[Information provided Boundary: Start]
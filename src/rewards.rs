//! # Feature: Activity Rewards
//!
//! Grants points for ordinary chat activity. Points live in SQLite; a per-user
//! cooldown held in a DashMap keeps message spam from farming them.
//!
//! - **Version**: 1.0.0
//! - **Since**: 0.1.0
//! - **Toggleable**: false

use anyhow::Result;
use dashmap::mapref::entry::Entry;
use dashmap::DashMap;
use log::{debug, info};
use serenity::async_trait;
use sqlite::{Connection, State};
use std::sync::Arc;
use std::time::{Duration, Instant};
use tokio::sync::Mutex;

/// Receives every non-command message author.
#[async_trait]
pub trait RewardSink: Send + Sync {
    /// Returns `true` when points were granted.
    async fn try_reward(&self, user_id: u64) -> Result<bool>;
}

#[derive(Clone)]
pub struct RewardStore {
    connection: Arc<Mutex<Connection>>,
    cooldowns: Arc<DashMap<u64, Instant>>,
    cooldown: Duration,
    points_per_message: i64,
}

impl RewardStore {
    pub async fn new(database_path: &str, cooldown: Duration, points_per_message: i64) -> Result<Self> {
        let connection = sqlite::open(database_path)?;
        let store = RewardStore {
            connection: Arc::new(Mutex::new(connection)),
            cooldowns: Arc::new(DashMap::new()),
            cooldown,
            points_per_message,
        };

        store.init_tables().await?;
        info!("Reward store initialized at: {}", database_path);
        Ok(store)
    }

    async fn init_tables(&self) -> Result<()> {
        let conn = self.connection.lock().await;

        conn.execute(
            "CREATE TABLE IF NOT EXISTS rewards (
                user_id TEXT PRIMARY KEY,
                points INTEGER NOT NULL DEFAULT 0,
                updated_at DATETIME DEFAULT CURRENT_TIMESTAMP
            )",
        )?;

        conn.execute(
            "CREATE INDEX IF NOT EXISTS idx_rewards_points
             ON rewards(points DESC)",
        )?;

        Ok(())
    }

    /// Adds `amount` to the user's balance and returns the new total.
    pub async fn add_points(&self, user_id: u64, amount: i64) -> Result<i64> {
        let conn = self.connection.lock().await;
        let user_id = user_id.to_string();

        let mut statement = conn.prepare(
            "INSERT INTO rewards (user_id, points) VALUES (?, ?)
             ON CONFLICT(user_id) DO UPDATE SET
                points = points + excluded.points,
                updated_at = CURRENT_TIMESTAMP",
        )?;
        statement.bind((1, user_id.as_str()))?;
        statement.bind((2, amount))?;
        statement.next()?;

        let mut statement = conn.prepare("SELECT points FROM rewards WHERE user_id = ?")?;
        statement.bind((1, user_id.as_str()))?;
        statement.next()?;
        Ok(statement.read::<i64, _>("points")?)
    }

    pub async fn points(&self, user_id: u64) -> Result<i64> {
        let conn = self.connection.lock().await;
        let mut statement = conn.prepare("SELECT points FROM rewards WHERE user_id = ?")?;
        statement.bind((1, user_id.to_string().as_str()))?;

        if let Ok(State::Row) = statement.next() {
            Ok(statement.read::<i64, _>("points")?)
        } else {
            Ok(0)
        }
    }

    /// Highest balances first; ties go to whoever got there earlier.
    pub async fn leaderboard(&self, limit: i64) -> Result<Vec<(u64, i64)>> {
        let conn = self.connection.lock().await;
        let mut statement = conn.prepare(
            "SELECT user_id, points FROM rewards
             ORDER BY points DESC, updated_at ASC
             LIMIT ?",
        )?;
        statement.bind((1, limit))?;

        let mut rows = Vec::new();
        while let Ok(State::Row) = statement.next() {
            let user_id = statement.read::<String, _>(0)?;
            let points = statement.read::<i64, _>(1)?;
            rows.push((user_id.parse()?, points));
        }
        Ok(rows)
    }

    fn claim_cooldown(&self, user_id: u64) -> bool {
        let now = Instant::now();
        match self.cooldowns.entry(user_id) {
            Entry::Occupied(mut last) => {
                if now.duration_since(*last.get()) < self.cooldown {
                    false
                } else {
                    last.insert(now);
                    true
                }
            }
            Entry::Vacant(slot) => {
                slot.insert(now);
                true
            }
        }
    }
}

#[async_trait]
impl RewardSink for RewardStore {
    async fn try_reward(&self, user_id: u64) -> Result<bool> {
        if !self.claim_cooldown(user_id) {
            debug!("Reward cooldown active for user {}", user_id);
            return Ok(false);
        }

        let total = self.add_points(user_id, self.points_per_message).await?;
        debug!("User {} now has {} points", user_id, total);
        Ok(true)
    }
}

#[cfg(test)]
mod tests {
    use super::*;

    async fn store(cooldown: Duration) -> RewardStore {
        RewardStore::new(":memory:", cooldown, 1).await.unwrap()
    }

    #[tokio::test]
    async fn test_unknown_user_has_zero_points() {
        let store = store(Duration::from_secs(60)).await;
        assert_eq!(store.points(42).await.unwrap(), 0);
    }

    #[tokio::test]
    async fn test_add_points_accumulates() {
        let store = store(Duration::from_secs(60)).await;
        assert_eq!(store.add_points(42, 3).await.unwrap(), 3);
        assert_eq!(store.add_points(42, 2).await.unwrap(), 5);
        assert_eq!(store.points(42).await.unwrap(), 5);
    }

    #[tokio::test]
    async fn test_reward_respects_cooldown() {
        let store = store(Duration::from_secs(60)).await;
        assert!(store.try_reward(7).await.unwrap());
        assert!(!store.try_reward(7).await.unwrap());
        assert_eq!(store.points(7).await.unwrap(), 1);

        // Cooldowns are per user.
        assert!(store.try_reward(8).await.unwrap());
    }

    #[tokio::test]
    async fn test_reward_after_cooldown_expires() {
        let store = store(Duration::from_millis(50)).await;
        assert!(store.try_reward(7).await.unwrap());
        tokio::time::sleep(Duration::from_millis(80)).await;
        assert!(store.try_reward(7).await.unwrap());
        assert_eq!(store.points(7).await.unwrap(), 2);
    }

    #[tokio::test]
    async fn test_leaderboard_orders_by_points() {
        let store = store(Duration::from_secs(60)).await;
        store.add_points(1, 5).await.unwrap();
        store.add_points(2, 10).await.unwrap();
        store.add_points(3, 1).await.unwrap();

        let top = store.leaderboard(2).await.unwrap();
        assert_eq!(top, vec![(2, 10), (1, 5)]);
    }
}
[Information provided Boundary: End]
• [Your objective]
One figure is all that is needed: the number of lines above in which the word "bind" appears.

• [Written answer]
5